Just before the symposium, in an interview with the New York Times, Clinton elaborated on the theme:
“There can be real consequences when what you say animates people who do things you would never do,” Mr. Clinton said in an interview, saying that Timothy McVeigh, who carried out the Oklahoma City bombing, and those who assisted him, “were profoundly alienated, disconnected people who bought into this militant antigovernment line.” …
Mr. Clinton pointed to remarks like those made Thursday by Representative Michele Bachmann, the Minnesota Republican, who when speaking at a Tea Party rally in Washington characterized the Obama administration and Democratic Congress as “the gangster government.”
“They are not gangsters,” Mr. Clinton said. “They were elected. They are not doing anything they were not elected to do.”
As hockey fans like to say, that’s debatable. It’s worth noting, though, that the first person to use the phrase “gangster government” in reference to the Obama administration was not Congresswoman Bachmann, but the most sober of political commentators, Michael Barone. As we noted here, the context was the Chrysler bailout; specifically, the Obama administration’s bullying bondholders into giving up their legal rights through threats of federal reprisal. (Nice business you’ve got here; shame if anything were to happen to it.) That was, as Barone wrote, “an episode of Gangster Government.” Sadly, there have been others.
Byron York reminds us that Clinton has been down this path before, in most dishonorable fashion. The Oklahoma City bombing was providential for Clinton. It occurred at the low ebb of his Presidency, just the day after Clinton pathetically told reporters that “the president is still relevant here.” When the bombing occurred, Clinton and his aides immediately saw political potential. Pollster Dick Morris went to work, and, as Morris has written, just eight days after the Oklahoma City bombing he gave Clinton a strategy for a political comeback. Here was Morris’ agenda for the meeting:
AFTERMATH OF OKLAHOMA CITY BOMBING
A. Temporary gain: boost in ratings — here today, gone tomorrow
B. More permanent gain: Improvements in character/personality attributes — remedies weakness, incompetence, ineffectiveness found in recent poll
C. Permanent possible gain: sets up Extremist Issue vs. Republicans
Morris acknowledged one problem: the Republicans were not, in fact, extremists. But that was an obstacle that could be overcome:
Morris told Clinton that “direct accusations” of extremism wouldn’t work because the Republicans were not, in fact, extremists. Rather, Morris recommended what he called the “ricochet theory.” Clinton would “stimulate national concern over extremism and terror,” and then, “when issue is at top of national agenda, suspicion naturally gravitates to Republicans.”

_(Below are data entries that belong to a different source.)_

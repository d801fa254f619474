//! Compile-time string building.
//!
//! The `const fn`s in this module produce fixed-size byte buffers whose length is a const generic
//! parameter. The caller computes that length up front and every function asserts it, so a
//! mismatch aborts constant evaluation instead of truncating the output. The exported macros
//! ([`zstr!`](crate::zstr), [`digits!`](crate::digits), [`replace!`](crate::replace) and
//! [`join!`](crate::join)) do the length bookkeeping and wrap the result in a [`ZStr`].
//!
//! Macro operands must be constant expressions of type `&str` or [`ZStr`].

mod zstr;

pub use self::zstr::ZStr;

/// Copies `src` into a buffer of `M` bytes, the last one being the NUL terminator.
///
/// `M` must be `src.len() + 1`.
pub const fn to_char_array<const M: usize>(src: &[u8]) -> [u8; M] {
    assert!(src.len() + 1 == M, "Buffer size must be the source length plus one");

    let mut buffer = [0; M];
    let mut index = 0;

    while index < src.len() {
        buffer[index] = src[index];
        index += 1;
    }

    buffer
}

/// Returns the number of decimal digits in `n`. Zero has one digit.
pub const fn num_digits(n: usize) -> usize {
    if n < 10 {
        1
    } else {
        num_digits(n / 10) + 1
    }
}

/// Renders `n` as decimal digits, most significant first.
///
/// `L` must be `num_digits(n)`.
pub const fn integer_to_digits<const L: usize>(n: usize) -> [u8; L] {
    assert!(num_digits(n) == L, "Buffer size must match the digit count");

    let mut digits = [0; L];
    let mut remaining = n;
    let mut index = L;

    while index > 0 {
        index -= 1;
        digits[index] = b'0' + (remaining % 10) as u8;
        remaining /= 10;
    }

    digits
}

/// Copies `src`, substituting every `from` byte with `to`.
///
/// `M` must be `src.len()`.
pub const fn replace<const M: usize>(src: &[u8], from: u8, to: u8) -> [u8; M] {
    assert!(src.len() == M, "Replacement must preserve the length");

    let mut replaced = [0; M];
    let mut index = 0;

    while index < M {
        replaced[index] = if src[index] == from { to } else { src[index] };
        index += 1;
    }

    replaced
}

/// Sum of the lengths of `parts`.
pub const fn total_len(parts: &[&[u8]]) -> usize {
    let mut length = 0;
    let mut index = 0;

    while index < parts.len() {
        length += parts[index].len();
        index += 1;
    }

    length
}

/// Concatenates `parts` in order.
///
/// `M` must be `total_len(parts)`.
pub const fn join<const M: usize>(parts: &[&[u8]]) -> [u8; M] {
    assert!(total_len(parts) == M, "Buffer size must be the total length of the parts");

    let mut joined = [0; M];
    let mut position = 0;
    let mut part_index = 0;

    while part_index < parts.len() {
        let part = parts[part_index];
        let mut index = 0;

        while index < part.len() {
            joined[position] = part[index];
            position += 1;
            index += 1;
        }

        part_index += 1;
    }

    joined
}

/// Converts a character operand into a byte, rejecting anything outside ASCII so that replacing
/// bytes can never break UTF-8.
pub const fn ascii(character: char) -> u8 {
    assert!(character.is_ascii(), "Only ASCII characters can be replaced");

    character as u8
}

#[doc(hidden)]
#[macro_export]
macro_rules! __zstr_from_bytes {
    ($bytes:expr) => {{
        const __ZSTR_SOURCE: &[u8] = $bytes;
        const __ZSTR_SIZE: usize = __ZSTR_SOURCE.len() + 1;
        const __ZSTR_BUFFER: [u8; __ZSTR_SIZE] =
            $crate::static_str::to_char_array::<{ __ZSTR_SIZE }>(__ZSTR_SOURCE);
        const __ZSTR_WITH_NUL: &[u8] = &__ZSTR_BUFFER;
        const __ZSTR: $crate::ZStr = $crate::ZStr::from_bytes_with_nul(__ZSTR_WITH_NUL);

        __ZSTR
    }};
}

/// Builds a zero-terminated [`ZStr`](crate::ZStr) with static storage from a constant string.
///
/// ```
/// const NAME: jbind::ZStr = jbind::zstr!("java/lang/Object");
///
/// assert_eq!(NAME.as_bytes_with_nul(), b"java/lang/Object\0");
/// ```
#[macro_export]
macro_rules! zstr {
    ($string:expr) => {
        $crate::__zstr_from_bytes!($string.as_bytes())
    };
}

/// Renders a constant unsigned integer as decimal digits.
///
/// ```
/// assert_eq!(jbind::digits!(12345), "12345");
/// assert_eq!(jbind::digits!(0), "0");
/// ```
#[macro_export]
macro_rules! digits {
    ($number:expr) => {{
        const __DIGITS_NUMBER: usize = $number;
        const __DIGITS_COUNT: usize = $crate::static_str::num_digits(__DIGITS_NUMBER);
        const __DIGITS: [u8; __DIGITS_COUNT] =
            $crate::static_str::integer_to_digits::<{ __DIGITS_COUNT }>(__DIGITS_NUMBER);

        $crate::__zstr_from_bytes!(&__DIGITS)
    }};
}

/// Replaces every occurrence of an ASCII character in a constant string.
///
/// ```
/// assert_eq!(jbind::replace!("a.b.C", '.', '/'), "a/b/C");
/// ```
#[macro_export]
macro_rules! replace {
    ($string:expr, $from:expr, $to:expr) => {{
        const __REPLACE_SOURCE: &[u8] = $string.as_bytes();
        const __REPLACE_LENGTH: usize = __REPLACE_SOURCE.len();
        const __REPLACED: [u8; __REPLACE_LENGTH] =
            $crate::static_str::replace::<{ __REPLACE_LENGTH }>(
                __REPLACE_SOURCE,
                $crate::static_str::ascii($from),
                $crate::static_str::ascii($to),
            );

        $crate::__zstr_from_bytes!(&__REPLACED)
    }};
}

/// Concatenates constant strings, in argument order and without separators.
///
/// ```
/// const SIGNATURE: jbind::ZStr = jbind::join!("L", "java/lang/String", ";");
///
/// assert_eq!(SIGNATURE, "Ljava/lang/String;");
/// assert_eq!(jbind::join!(), "");
/// ```
#[macro_export]
macro_rules! join {
    ($( $string:expr ),* $(,)?) => {{
        const __JOIN_PARTS: &[&[u8]] = &[$( $string.as_bytes() ),*];
        const __JOIN_LENGTH: usize = $crate::static_str::total_len(__JOIN_PARTS);
        const __JOINED: [u8; __JOIN_LENGTH] =
            $crate::static_str::join::<{ __JOIN_LENGTH }>(__JOIN_PARTS);

        $crate::__zstr_from_bytes!(&__JOINED)
    }};
}
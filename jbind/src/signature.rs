use crate::ZStr;

/// JNI type descriptor of a type, as used in field and method signatures.
pub trait JniSignature {
    const SIGNATURE: ZStr;
}

macro_rules! impl_jni_signature {
    ($( $native_type:ty => $signature:literal ),* $(,)?) => {
        $(
            impl JniSignature for $native_type {
                const SIGNATURE: ZStr = crate::zstr!($signature);
            }
        )*
    };
}

impl_jni_signature! {
    () => "V",
    bool => "Z",
    i8 => "B",
    u16 => "C",
    i16 => "S",
    i32 => "I",
    i64 => "J",
    f32 => "F",
    f64 => "D",
    String => "Ljava/lang/String;",
    &'_ str => "Ljava/lang/String;",
    Vec<u8> => "[B",
    &'_ [u8] => "[B",
}

/// Builds a JNI method descriptor from Rust parameter and return types.
///
/// Omitting the return type describes a `void` method.
///
/// ```
/// use jbind::method_signature;
///
/// assert_eq!(method_signature!((i32, String) -> bool), "(ILjava/lang/String;)Z");
/// assert_eq!(method_signature!(()), "()V");
/// ```
#[macro_export]
macro_rules! method_signature {
    (( $( $parameter:ty ),* $(,)? ) -> $return_type:ty) => {
        $crate::join!(
            "(",
            $( <$parameter as $crate::JniSignature>::SIGNATURE, )*
            ")",
            <$return_type as $crate::JniSignature>::SIGNATURE,
        )
    };
    (( $( $parameter:ty ),* $(,)? )) => {
        $crate::method_signature!(( $( $parameter ),* ) -> ())
    };
}

#[cfg(test)]
mod tests {
    use super::JniSignature;
    use crate::ZStr;

    struct Session;

    crate::declare_native_class!(Session, "net.example.Session");

    #[test]
    fn primitive_descriptors() {
        assert_eq!(<()>::SIGNATURE, "V");
        assert_eq!(bool::SIGNATURE, "Z");
        assert_eq!(i32::SIGNATURE, "I");
        assert_eq!(i64::SIGNATURE, "J");
        assert_eq!(f64::SIGNATURE, "D");
        assert_eq!(String::SIGNATURE, "Ljava/lang/String;");
        assert_eq!(<&[u8]>::SIGNATURE, "[B");
    }

    #[test]
    fn method_descriptors() {
        const CONNECT: ZStr = method_signature!((String, i32) -> Session);

        assert_eq!(CONNECT, "(Ljava/lang/String;I)Lnet/example/Session;");
        assert_eq!(method_signature!((Session)), "(Lnet/example/Session;)V");
        assert_eq!(method_signature!(() -> Vec<u8>), "()[B");
        assert_eq!(method_signature!((bool, f32, i16,) -> ()), "(ZFS)V");
    }
}
//! Book catalog page: the server-backed book list with borrow and
//! check-in actions.

use crate::api::{Book, LibraryApi};
use anyhow::Result;

/// What the server said about a borrow or check-in request. The endpoints
/// only report a success flag, so the local availability bit is flipped
/// on success and left alone otherwise.
#[derive(Debug, Clone, Copy, PartialEq, Eq)]
pub enum ActionOutcome {
    Ok,
    Refused,
}

#[derive(Debug, Default)]
pub struct CatalogPage {
    books: Vec<Book>,
    loading: bool,
    loaded: bool,
}

impl CatalogPage {
    pub fn new() -> Self {
        Self::default()
    }

    pub fn books(&self) -> &[Book] {
        &self.books
    }

    pub fn is_loading(&self) -> bool {
        self.loading
    }

    pub fn load(&mut self, api: &dyn LibraryApi) -> Result<()> {
        self.loading = true;
        let result = api.list_books();
        self.loading = false;
        self.books = result?;
        self.loaded = true;
        Ok(())
    }

    pub fn ensure_loaded(&mut self, api: &dyn LibraryApi) -> Result<()> {
        if self.loaded {
            return Ok(());
        }
        self.load(api)
    }

    pub fn borrow(&mut self, api: &dyn LibraryApi, book_id: u64) -> Result<ActionOutcome> {
        if api.borrow_book(book_id)? {
            if let Some(book) = self.books.iter_mut().find(|b| b.id == book_id) {
                book.available = false;
            }
            Ok(ActionOutcome::Ok)
        } else {
            Ok(ActionOutcome::Refused)
        }
    }

    pub fn check_in(&mut self, api: &dyn LibraryApi, book_id: u64) -> Result<ActionOutcome> {
        if api.return_book(book_id)? {
            if let Some(book) = self.books.iter_mut().find(|b| b.id == book_id) {
                book.available = true;
            }
            Ok(ActionOutcome::Ok)
        } else {
            Ok(ActionOutcome::Refused)
        }
    }

    pub fn render(&self) {
        if self.is_loading() {
            println!("Loading catalog...");
            return;
        }
        println!("Book Catalog ({} books)", self.books.len());
        if self.books.is_empty() {
            println!("  No books in the catalog.");
        }
        for book in self.books() {
            let avail = if book.available { "available" } else { "out" };
            println!(
                "  #{:<4} {} - {} [{}] ({})",
                book.id, book.title, book.author, book.category, avail
            );
        }
        println!("Commands: borrow <book-id> | checkin <book-id> | reload");
    }
}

It was a political strategy crafted while rescue and recovery efforts were still underway in Oklahoma City. And it worked better than Clinton or Morris could have predicted. In the months after the bombing, Clinton regained the upper hand over Republicans, eventually winning battles over issues far removed from the attack. The next year, 1996, he went on to re-election.
Clinton knows how false and dishonorable his charges are. But they worked for him, and he is helping Barack Obama set the stage for a similar political comeback in the event that some violent event might occur; or, perhaps, in the absence of any such event. So far, all of the violence associated with Tea Party or townhall events has been perpetrated by union thugs employed by the Democratic Party, but that hasn’t stopped the Democrats from claiming that it is the Republicans who are somehow violence-prone.
Glenn Reynolds draws the proper conclusion–a notably strong condemnation from an observer as balanced and good-humored as Glenn:
[T]his statement serves as a useful reminder to those who have come to think of Clinton as some sort of cuddly, not-so-bad figure. He was a demagogue who would say whatever he thought might work when he was President, and he still is.